WHAT TO WORK ON:
Give back every record below, character for character.

──────── AVAILABLE RECORDS ────────

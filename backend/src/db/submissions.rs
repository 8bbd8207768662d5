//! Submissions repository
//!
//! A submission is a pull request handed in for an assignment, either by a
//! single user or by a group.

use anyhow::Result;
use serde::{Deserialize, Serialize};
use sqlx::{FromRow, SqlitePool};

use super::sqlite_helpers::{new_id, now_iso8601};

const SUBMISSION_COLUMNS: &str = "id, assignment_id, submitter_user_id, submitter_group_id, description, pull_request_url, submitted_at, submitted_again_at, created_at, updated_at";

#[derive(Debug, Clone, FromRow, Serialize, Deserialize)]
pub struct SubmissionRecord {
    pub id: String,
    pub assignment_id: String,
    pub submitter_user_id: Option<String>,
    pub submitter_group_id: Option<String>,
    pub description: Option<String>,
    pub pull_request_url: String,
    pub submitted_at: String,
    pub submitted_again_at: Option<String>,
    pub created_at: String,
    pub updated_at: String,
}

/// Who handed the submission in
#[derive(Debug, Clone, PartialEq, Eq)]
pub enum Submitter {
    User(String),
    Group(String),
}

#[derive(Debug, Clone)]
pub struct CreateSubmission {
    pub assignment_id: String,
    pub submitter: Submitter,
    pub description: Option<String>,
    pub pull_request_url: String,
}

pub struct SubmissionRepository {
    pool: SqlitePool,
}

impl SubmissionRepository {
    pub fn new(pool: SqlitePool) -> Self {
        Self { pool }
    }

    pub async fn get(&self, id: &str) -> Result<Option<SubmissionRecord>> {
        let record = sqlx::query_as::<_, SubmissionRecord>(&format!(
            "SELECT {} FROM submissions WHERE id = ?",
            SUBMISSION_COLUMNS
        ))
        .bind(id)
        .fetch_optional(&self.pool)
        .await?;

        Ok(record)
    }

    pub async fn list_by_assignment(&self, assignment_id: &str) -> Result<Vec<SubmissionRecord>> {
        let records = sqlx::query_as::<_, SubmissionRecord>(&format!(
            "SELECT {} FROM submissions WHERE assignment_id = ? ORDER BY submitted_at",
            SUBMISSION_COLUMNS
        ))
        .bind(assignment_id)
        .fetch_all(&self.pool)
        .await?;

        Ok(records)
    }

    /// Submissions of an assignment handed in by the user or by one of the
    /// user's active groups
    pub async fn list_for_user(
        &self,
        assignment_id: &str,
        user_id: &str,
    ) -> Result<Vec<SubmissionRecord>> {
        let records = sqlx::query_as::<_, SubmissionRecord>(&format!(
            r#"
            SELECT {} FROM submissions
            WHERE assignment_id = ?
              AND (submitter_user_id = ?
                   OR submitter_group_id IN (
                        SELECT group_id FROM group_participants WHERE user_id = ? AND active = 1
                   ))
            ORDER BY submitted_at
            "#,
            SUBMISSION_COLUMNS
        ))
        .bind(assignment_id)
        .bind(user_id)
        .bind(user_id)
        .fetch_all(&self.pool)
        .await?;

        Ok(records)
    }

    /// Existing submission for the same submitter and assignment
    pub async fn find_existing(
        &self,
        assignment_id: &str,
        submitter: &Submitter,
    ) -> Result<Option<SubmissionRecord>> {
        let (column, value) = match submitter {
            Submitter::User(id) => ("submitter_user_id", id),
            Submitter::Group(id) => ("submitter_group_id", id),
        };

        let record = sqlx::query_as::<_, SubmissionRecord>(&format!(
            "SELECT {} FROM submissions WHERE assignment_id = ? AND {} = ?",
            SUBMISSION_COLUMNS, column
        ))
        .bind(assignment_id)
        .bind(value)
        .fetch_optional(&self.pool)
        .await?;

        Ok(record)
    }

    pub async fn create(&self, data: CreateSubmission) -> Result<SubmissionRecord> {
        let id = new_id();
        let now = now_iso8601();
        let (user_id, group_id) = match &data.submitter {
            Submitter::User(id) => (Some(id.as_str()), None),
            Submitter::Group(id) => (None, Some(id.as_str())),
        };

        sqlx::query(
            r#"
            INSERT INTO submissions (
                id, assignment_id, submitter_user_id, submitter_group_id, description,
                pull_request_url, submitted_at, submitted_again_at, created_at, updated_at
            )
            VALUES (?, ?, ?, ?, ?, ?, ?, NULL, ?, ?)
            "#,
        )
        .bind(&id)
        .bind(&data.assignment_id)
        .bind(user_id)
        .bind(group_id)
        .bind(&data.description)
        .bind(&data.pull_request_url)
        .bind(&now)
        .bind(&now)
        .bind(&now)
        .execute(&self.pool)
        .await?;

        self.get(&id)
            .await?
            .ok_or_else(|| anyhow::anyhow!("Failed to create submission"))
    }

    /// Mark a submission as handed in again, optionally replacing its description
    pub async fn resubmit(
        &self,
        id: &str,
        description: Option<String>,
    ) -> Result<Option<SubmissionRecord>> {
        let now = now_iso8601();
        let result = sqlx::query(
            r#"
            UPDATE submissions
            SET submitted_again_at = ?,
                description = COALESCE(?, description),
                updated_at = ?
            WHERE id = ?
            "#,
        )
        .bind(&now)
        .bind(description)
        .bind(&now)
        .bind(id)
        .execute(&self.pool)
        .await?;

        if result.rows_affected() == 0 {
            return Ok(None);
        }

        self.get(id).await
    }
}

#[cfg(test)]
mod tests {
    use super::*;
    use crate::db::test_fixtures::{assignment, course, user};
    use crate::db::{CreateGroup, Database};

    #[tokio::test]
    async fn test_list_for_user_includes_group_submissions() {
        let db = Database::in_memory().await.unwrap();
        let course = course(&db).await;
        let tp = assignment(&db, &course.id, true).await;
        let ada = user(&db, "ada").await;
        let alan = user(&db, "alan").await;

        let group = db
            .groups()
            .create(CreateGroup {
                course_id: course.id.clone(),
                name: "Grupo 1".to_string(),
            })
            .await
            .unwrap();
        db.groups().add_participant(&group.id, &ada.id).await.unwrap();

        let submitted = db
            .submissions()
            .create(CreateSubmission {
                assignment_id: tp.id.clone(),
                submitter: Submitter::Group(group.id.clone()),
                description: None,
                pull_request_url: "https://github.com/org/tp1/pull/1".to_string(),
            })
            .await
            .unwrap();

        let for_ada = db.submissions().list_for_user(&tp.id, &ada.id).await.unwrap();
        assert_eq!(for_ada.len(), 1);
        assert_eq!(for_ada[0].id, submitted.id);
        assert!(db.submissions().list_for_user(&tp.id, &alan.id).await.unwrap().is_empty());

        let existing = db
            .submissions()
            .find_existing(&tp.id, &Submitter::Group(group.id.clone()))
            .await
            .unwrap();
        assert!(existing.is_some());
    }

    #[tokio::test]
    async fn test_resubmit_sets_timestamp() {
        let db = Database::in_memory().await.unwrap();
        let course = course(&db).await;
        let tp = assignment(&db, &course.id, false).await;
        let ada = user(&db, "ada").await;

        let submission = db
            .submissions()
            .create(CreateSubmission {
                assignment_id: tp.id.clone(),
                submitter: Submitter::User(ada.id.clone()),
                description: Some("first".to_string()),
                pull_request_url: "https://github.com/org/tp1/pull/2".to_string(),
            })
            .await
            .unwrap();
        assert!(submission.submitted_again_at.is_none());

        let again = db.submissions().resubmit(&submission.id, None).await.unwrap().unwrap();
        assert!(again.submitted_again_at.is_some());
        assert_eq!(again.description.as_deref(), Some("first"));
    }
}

────────

REPLY TO THE EXERCISE:
filename backend/src/db/submissions.rs
repository 8bbd8207768662d5
//! Submissions repository
//!
//! A submission is a pull request handed in for an assignment, either by a
//! single user or by a group.

use anyhow::Result;
use serde::{Deserialize, Serialize};
use sqlx::{FromRow, SqlitePool};

use super::sqlite_helpers::{new_id, now_iso8601};

const SUBMISSION_COLUMNS: &str = "id, assignment_id, submitter_user_id, submitter_group_id, description, pull_request_url, submitted_at, submitted_again_at, created_at, updated_at";

#[derive(Debug, Clone, FromRow, Serialize, Deserialize)]
pub struct SubmissionRecord {
    pub id: String,
    pub assignment_id: String,
    pub submitter_user_id: Option<String>,
    pub submitter_group_id: Option<String>,
    pub description: Option<String>,
    pub pull_request_url: String,
    pub submitted_at: String,
    pub submitted_again_at: Option<String>,
    pub created_at: String,
    pub updated_at: String,
}

/// Who handed the submission in
#[derive(Debug, Clone, PartialEq, Eq)]
pub enum Submitter {
    User(String),
    Group(String),
}

#[derive(Debug, Clone)]
pub struct CreateSubmission {
    pub assignment_id: String,
    pub submitter: Submitter,
    pub description: Option<String>,
    pub pull_request_url: String,
}

pub struct SubmissionRepository {
    pool: SqlitePool,
}

impl SubmissionRepository {
    pub fn new(pool: SqlitePool) -> Self {
        Self { pool }
    }

    pub async fn get(&self, id: &str) -> Result<Option<SubmissionRecord>> {
        let record = sqlx::query_as::<_, SubmissionRecord>(&format!(
            "SELECT {} FROM submissions WHERE id = ?",
            SUBMISSION_COLUMNS
        ))
        .bind(id)
        .fetch_optional(&self.pool)
        .await?;

        Ok(record)
    }

    pub async fn list_by_assignment(&self, assignment_id: &str) -> Result<Vec<SubmissionRecord>> {
        let records = sqlx::query_as::<_, SubmissionRecord>(&format!(
            "SELECT {} FROM submissions WHERE assignment_id = ? ORDER BY submitted_at",
            SUBMISSION_COLUMNS
        ))
        .bind(assignment_id)
        .fetch_all(&self.pool)
        .await?;

        Ok(records)
    }

    /// Submissions of an assignment handed in by the user or by one of the
    /// user's active groups
    pub async fn list_for_user(
        &self,
        assignment_id: &str,
        user_id: &str,
    ) -> Result<Vec<SubmissionRecord>> {
        let records = sqlx::query_as::<_, SubmissionRecord>(&format!(
            r#"
            SELECT {} FROM submissions
            WHERE assignment_id = ?
              AND (submitter_user_id = ?
                   OR submitter_group_id IN (
                        SELECT group_id FROM group_participants WHERE user_id = ? AND active = 1
                   ))
            ORDER BY submitted_at
            "#,
            SUBMISSION_COLUMNS
        ))
        .bind(assignment_id)
        .bind(user_id)
        .bind(user_id)
        .fetch_all(&self.pool)
        .await?;

        Ok(records)
    }

    /// Existing submission for the same submitter and assignment
    pub async fn find_existing(
        &self,
        assignment_id: &str,
        submitter: &Submitter,
    ) -> Result<Option<SubmissionRecord>> {
        let (column, value) = match submitter {
            Submitter::User(id) => ("submitter_user_id", id),
            Submitter::Group(id) => ("submitter_group_id", id),
        };

        let record = sqlx::query_as::<_, SubmissionRecord>(&format!(
            "SELECT {} FROM submissions WHERE assignment_id = ? AND {} = ?",
            SUBMISSION_COLUMNS, column
        ))
        .bind(assignment_id)
        .bind(value)
        .fetch_optional(&self.pool)
        .await?;

        Ok(record)
    }

    pub async fn create(&self, data: CreateSubmission) -> Result<SubmissionRecord> {
        let id = new_id();
        let now = now_iso8601();
        let (user_id, group_id) = match &data.submitter {
            Submitter::User(id) => (Some(id.as_str()), None),
            Submitter::Group(id) => (None, Some(id.as_str())),
        };

        sqlx::query(
            r#"
            INSERT INTO submissions (
                id, assignment_id, submitter_user_id, submitter_group_id, description,
                pull_request_url, submitted_at, submitted_again_at, created_at, updated_at
            )
            VALUES (?, ?, ?, ?, ?, ?, ?, NULL, ?, ?)
            "#,
        )
        .bind(&id)
        .bind(&data.assignment_id)
        .bind(user_id)
        .bind(group_id)
        .bind(&data.description)
        .bind(&data.pull_request_url)
        .bind(&now)
        .bind(&now)
        .bind(&now)
        .execute(&self.pool)
        .await?;

        self.get(&id)
            .await?
            .ok_or_else(|| anyhow::anyhow!("Failed to create submission"))
    }

    /// Mark a submission as handed in again, optionally replacing its description
    pub async fn resubmit(
        &self,
        id: &str,
        description: Option<String>,
    ) -> Result<Option<SubmissionRecord>> {
        let now = now_iso8601();
        let result = sqlx::query(
            r#"
            UPDATE submissions
            SET submitted_again_at = ?,
                description = COALESCE(?, description),
                updated_at = ?
            WHERE id = ?
            "#,
        )
        .bind(&now)
        .bind(description)
        .bind(&now)
        .bind(id)
        .execute(&self.pool)
        .await?;

        if result.rows_affected() == 0 {
            return Ok(None);
        }

        self.get(id).await
    }
}

#[cfg(test)]
mod tests {
    use super::*;
    use crate::db::test_fixtures::{assignment, course, user};
    use crate::db::{CreateGroup, Database};

    #[tokio::test]
    async fn test_list_for_user_includes_group_submissions() {
        let db = Database::in_memory().await.unwrap();
        let course = course(&db).await;
        let tp = assignment(&db, &course.id, true).await;
        let ada = user(&db, "ada").await;
        let alan = user(&db, "alan").await;

        let group = db
            .groups()
            .create(CreateGroup {
                course_id: course.id.clone(),
                name: "Grupo 1".to_string(),
            })
            .await
            .unwrap();
        db.groups().add_participant(&group.id, &ada.id).await.unwrap();

        let submitted = db
            .submissions()
            .create(CreateSubmission {
                assignment_id: tp.id.clone(),
                submitter: Submitter::Group(group.id.clone()),
                description: None,
                pull_request_url: "https://github.com/org/tp1/pull/1".to_string(),
            })
            .await
            .unwrap();

        let for_ada = db.submissions().list_for_user(&tp.id, &ada.id).await.unwrap();
        assert_eq!(for_ada.len(), 1);
        assert_eq!(for_ada[0].id, submitted.id);
        assert!(db.submissions().list_for_user(&tp.id, &alan.id).await.unwrap().is_empty());

        let existing = db
            .submissions()
            .find_existing(&tp.id, &Submitter::Group(group.id.clone()))
            .await
            .unwrap();
        assert!(existing.is_some());
    }

    #[tokio::test]
    async fn test_resubmit_sets_timestamp() {
        let db = Database::in_memory().await.unwrap();
        let course = course(&db).await;
        let tp = assignment(&db, &course.id, false).await;
        let ada = user(&db, "ada").await;

        let submission = db
            .submissions()
            .create(CreateSubmission {
                assignment_id: tp.id.clone(),
                submitter: Submitter::User(ada.id.clone()),
                description: Some("first".to_string()),
                pull_request_url: "https://github.com/org/tp1/pull/2".to_string(),
            })
            .await
            .unwrap();
        assert!(submission.submitted_again_at.is_none());

        let again = db.submissions().resubmit(&submission.id, None).await.unwrap().unwrap();
        assert!(again.submitted_again_at.is_some());
        assert_eq!(again.description.as_deref(), Some("first"));
    }
}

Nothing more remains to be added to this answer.